Higgs has a theory he thinks explains both the Washington Times editorial and the more general problem with acceptance of evolution.

Higgs: While many people have written interesting blog posts here, here, here and here about the ape-hood of Richard Dawkins, I humbly suggest there's one more important point to be made. This  episode has helped confirm my suspicion that you humans are embarrassed by your relatives. You don’t like other apes very much. You think they’re ugly and you imagine they’re smelly even though most of you have never sniffed a gorilla.

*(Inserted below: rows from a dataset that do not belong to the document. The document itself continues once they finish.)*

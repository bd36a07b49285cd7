/// `load_config` module: Loads a static YAML config and adapts it into the core [`LauncherConfig`].
///
/// This module is the only place where user-supplied YAML is parsed.
///
/// # Responsibilities
/// - Parse the YAML file into [`CliConfig`], filling defaults for optional keys
/// - Resolve relative paths against the directory that holds the config file
/// - Map the result onto [`LauncherConfig`], applying a `--python` override
///
/// # Errors
/// All errors use `anyhow::Error` with the config path in context and are surfaced at the CLI boundary.
use anyhow::{Context, Result};
use repo_launcher_core::config::{ArtifactConfig, LauncherConfig};
use serde::Deserialize;
use std::fs;
use std::path::{Path, PathBuf};
use tracing::{error, info};

#[derive(Debug, Clone, Deserialize)]
pub struct CliConfig {
    pub repo_url: String,
    pub repo_dir: PathBuf,
    #[serde(default = "default_startup_script")]
    pub startup_script: String,
    #[serde(default = "default_python")]
    pub python: PathBuf,
    #[serde(default = "default_work_dir")]
    pub work_dir: PathBuf,
    #[serde(default)]
    pub artifact: ArtifactSection,
    #[serde(default = "default_requirements_file")]
    pub requirements_file: String,
    #[serde(default)]
    pub prerequisites: Vec<String>,
    /// Virtual environment created by `supervise`.
    #[serde(default = "default_venv_folder")]
    pub venv_folder: PathBuf,
    #[serde(default)]
    pub use_pythonw: bool,
}

#[derive(Debug, Clone, Default, Deserialize)]
pub struct ArtifactSection {
    pub name: Option<String>,
    pub requirements_file: Option<String>,
}

fn default_startup_script() -> String {
    "main.py".to_string()
}

fn default_python() -> PathBuf {
    PathBuf::from("python")
}

fn default_work_dir() -> PathBuf {
    PathBuf::from(".")
}

fn default_requirements_file() -> String {
    "requirements.txt".to_string()
}

fn default_venv_folder() -> PathBuf {
    PathBuf::from("venv")
}

impl CliConfig {
    /// Core configuration; `python` replaces the configured interpreter when given.
    pub fn launcher_config(&self, python: Option<&Path>) -> LauncherConfig {
        let defaults = ArtifactConfig::default();
        let mut config = LauncherConfig::new(self.repo_url.clone(), self.repo_dir.clone());
        config.startup_script = self.startup_script.clone();
        config.python = python.map(Path::to_path_buf).unwrap_or_else(|| self.python.clone());
        config.work_dir = self.work_dir.clone();
        config.requirements_file = self.requirements_file.clone();
        config.artifact = ArtifactConfig {
            name: self.artifact.name.clone().unwrap_or(defaults.name),
            requirements_file: self
                .artifact
                .requirements_file
                .clone()
                .unwrap_or(defaults.requirements_file),
        };
        config.prerequisites = self.prerequisites.clone();
        config
    }

    fn resolve_paths(&mut self, base: &Path) {
        self.repo_dir = resolve(base, &self.repo_dir);
        self.work_dir = resolve(base, &self.work_dir);
        self.venv_folder = resolve(base, &self.venv_folder);
        // A bare interpreter name is looked up on PATH.
        if self.python.components().count() > 1 {
            self.python = resolve(base, &self.python);
        }
    }
}

fn resolve(base: &Path, path: &Path) -> PathBuf {
    if path.is_absolute() {
        path.to_path_buf()
    } else {
        base.join(path)
    }
}

/// Loads a static YAML config file.
pub fn load_config<P: AsRef<Path>>(path: P) -> Result<CliConfig> {
    let path_ref = path.as_ref();
    info!(config_path = ?path_ref, "Loading configuration from file");

    let config_content = fs::read_to_string(path_ref)
        .inspect_err(|e| error!(error = ?e, config_path = ?path_ref, "Failed to read config file"))
        .with_context(|| format!("Failed to read config file {}", path_ref.display()))?;

    let mut config: CliConfig = serde_yaml::from_str(&config_content)
        .inspect_err(|e| error!(error = ?e, config_path = ?path_ref, "Failed to parse config YAML"))
        .with_context(|| format!("Failed to parse config YAML {}", path_ref.display()))?;
    info!(config_path = ?path_ref, "Parsed config YAML successfully");

    let base = path_ref
        .parent()
        .filter(|p| !p.as_os_str().is_empty())
        .unwrap_or_else(|| Path::new("."));
    config.resolve_paths(base);
    Ok(config)
}
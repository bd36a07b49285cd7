//! `supervise`: owns the virtual environment and restarts the launcher while it asks for it.
//!
//! A launcher run that installs prerequisites exits with
//! [`BOOTSTRAP_RESTART_EXIT_CODE`]; the new packages are only importable in a
//! fresh process, so the supervisor starts `run` again.

use anyhow::{bail, Context, Result};
use repo_launcher_core::pip::hide_console;
use repo_launcher_core::BOOTSTRAP_RESTART_EXIT_CODE;
use std::future::Future;
use std::path::{Path, PathBuf};
use tokio::process::Command;
use tracing::{error, info, warn};

pub const MAX_RESTARTS: usize = 3;

/// Interpreter inside a virtual environment.
pub fn venv_interpreter(venv: &Path, use_pythonw: bool) -> PathBuf {
    if cfg!(windows) {
        let exe = if use_pythonw { "pythonw.exe" } else { "python.exe" };
        venv.join("Scripts").join(exe)
    } else {
        venv.join("bin").join("python")
    }
}

/// Create the virtual environment with `base_python -m venv` unless it exists.
pub async fn ensure_venv(base_python: &Path, venv: &Path, use_pythonw: bool) -> Result<PathBuf> {
    let interpreter = venv_interpreter(venv, use_pythonw);
    if interpreter.exists() {
        info!(venv = %venv.display(), "Virtual environment present");
        return Ok(interpreter);
    }

    info!(venv = %venv.display(), python = %base_python.display(), "Creating virtual environment");
    let mut cmd = Command::new(base_python);
    cmd.args(["-m", "venv"]).arg(venv).kill_on_drop(true);
    hide_console(&mut cmd);
    let status = cmd
        .status()
        .await
        .with_context(|| format!("Failed to run {} -m venv", base_python.display()))?;
    if !status.success() {
        error!(?status, "venv creation failed");
        bail!("Creating virtual environment {} failed ({status})", venv.display());
    }
    if !interpreter.exists() {
        bail!("Virtual environment has no interpreter at {}", interpreter.display());
    }
    Ok(interpreter)
}

/// Call `run_once` until it exits with something other than the restart code.
///
/// The argument passed to `run_once` is the attempt number, starting at 0.
/// Returns the final exit code; a signal-killed child counts as 1.
pub async fn restart_loop<F, Fut>(mut run_once: F) -> Result<i32>
where
    F: FnMut(usize) -> Fut,
    Fut: Future<Output = Result<Option<i32>>>,
{
    for attempt in 0..=MAX_RESTARTS {
        let code = run_once(attempt).await?;
        match code {
            Some(BOOTSTRAP_RESTART_EXIT_CODE) => {
                warn!(attempt, "Launcher requested a restart");
            }
            Some(code) => return Ok(code),
            None => {
                warn!("Launcher was terminated by a signal");
                return Ok(1);
            }
        }
    }
    bail!("Launcher still requested a restart after {MAX_RESTARTS} restarts")
}

/// Run `<launcher> run --config <config> --python <python>` under the restart loop.
pub async fn supervise(launcher: &Path, config: &Path, python: &Path) -> Result<i32> {
    restart_loop(|attempt| {
        let mut cmd = Command::new(launcher);
        cmd.arg("run")
            .arg("--config")
            .arg(config)
            .arg("--python")
            .arg(python)
            .kill_on_drop(true);
        async move {
            info!(attempt, "Starting launcher run");
            let status = cmd.status().await.context("Failed to start launcher run")?;
            Ok::<_, anyhow::Error>(status.code())
        }
    })
    .await
}

#[cfg(test)]
mod tests {
    use super::*;
    use std::cell::Cell;

    #[tokio::test]
    async fn restarts_while_the_restart_code_is_returned() {
        let calls = Cell::new(0);
        let code = restart_loop(|_| {
            calls.set(calls.get() + 1);
            let n = calls.get();
            async move { Ok::<_, anyhow::Error>(if n < 3 { Some(BOOTSTRAP_RESTART_EXIT_CODE) } else { Some(0) }) }
        })
        .await
        .unwrap();
        assert_eq!(code, 0);
        assert_eq!(calls.get(), 3);
    }

    #[tokio::test]
    async fn gives_up_after_the_restart_limit() {
        let calls = Cell::new(0);
        let result = restart_loop(|_| {
            calls.set(calls.get() + 1);
            async { Ok::<_, anyhow::Error>(Some(BOOTSTRAP_RESTART_EXIT_CODE)) }
        })
        .await;
        assert!(result.is_err());
        assert_eq!(calls.get(), MAX_RESTARTS + 1);
    }

    #[tokio::test]
    async fn other_exit_codes_pass_through() {
        assert_eq!(restart_loop(|_| async { Ok::<_, anyhow::Error>(Some(1)) }).await.unwrap(), 1);
        assert_eq!(restart_loop(|_| async { Ok::<_, anyhow::Error>(None) }).await.unwrap(), 1);
    }

    #[test]
    fn venv_interpreter_location() {
        let path = venv_interpreter(Path::new("venv"), false);
        if cfg!(windows) {
            assert_eq!(path, Path::new("venv").join("Scripts").join("python.exe"));
        } else {
            assert_eq!(path, Path::new("venv").join("bin").join("python"));
        }
    }

    #[tokio::test]
    async fn existing_venv_is_reused() {
        let dir = tempfile::tempdir().unwrap();
        let interpreter = venv_interpreter(dir.path(), false);
        std::fs::create_dir_all(interpreter.parent().unwrap()).unwrap();
        std::fs::write(&interpreter, "").unwrap();

        let found = ensure_venv(Path::new("does-not-exist"), dir.path(), false)
            .await
            .unwrap();
        assert_eq!(found, interpreter);
    }
}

Think about it. Animals make one of the most popular monikers for American sports teams, such as, say, the Philadelphia Eagles. But when has there ever been a team named after any non-human primate? Can you imagine the Cleveland Gorillas playing the Chicago Baboons? Not going to happen.

In the Washington Times piece in question, the writer made much of the fact that humans can read, and enjoy Shakespeare, and do crosswords and whatnot. But the DNA doesn’t lie, and it shows people are more closely related to chimpanzees than chimpanzees are to gorillas. So you can’t very well put chimps and gorillas into the same category and not include yourselves, can you?

But consider if you will that the problem humans have with evolution isn’t with the theory. It’s the ape part where you’re hung up. Think how much more widely accepted evolution would be if DNA revealed your closest relatives were the lion, the tiger and the leopard! Cats are not only beautiful, we’re cool, if you know what I mean. Sorry, people, but you can’t choose your family.

To back my hypothesis, I’ll paraphrase from a letter we received from a reader: How can other apes be more than 90% genetically identical to us when they’re so inferior in “intrinsic beauty”?

Humans wouldn’t ask such questions if they could see the world through my eyes. As a cat, I find no aesthetic differences between apes. If a friendly family of gorillas adopted me, fed me and loved me, I’d be just as content as I am living among humans. This all reminds me of that episode of the Twilight Zone where the woman’s face is all bandaged up and the doctors and nurses are murmuring about their concern over her disfigurement. Then the bandages come off while the medical staff gasp in horror. The audience, however, sees that the medical people are hideous and the woman is beautiful (by human standards anyway).  Me, I just see humans, but I grasp the moral of the tale.  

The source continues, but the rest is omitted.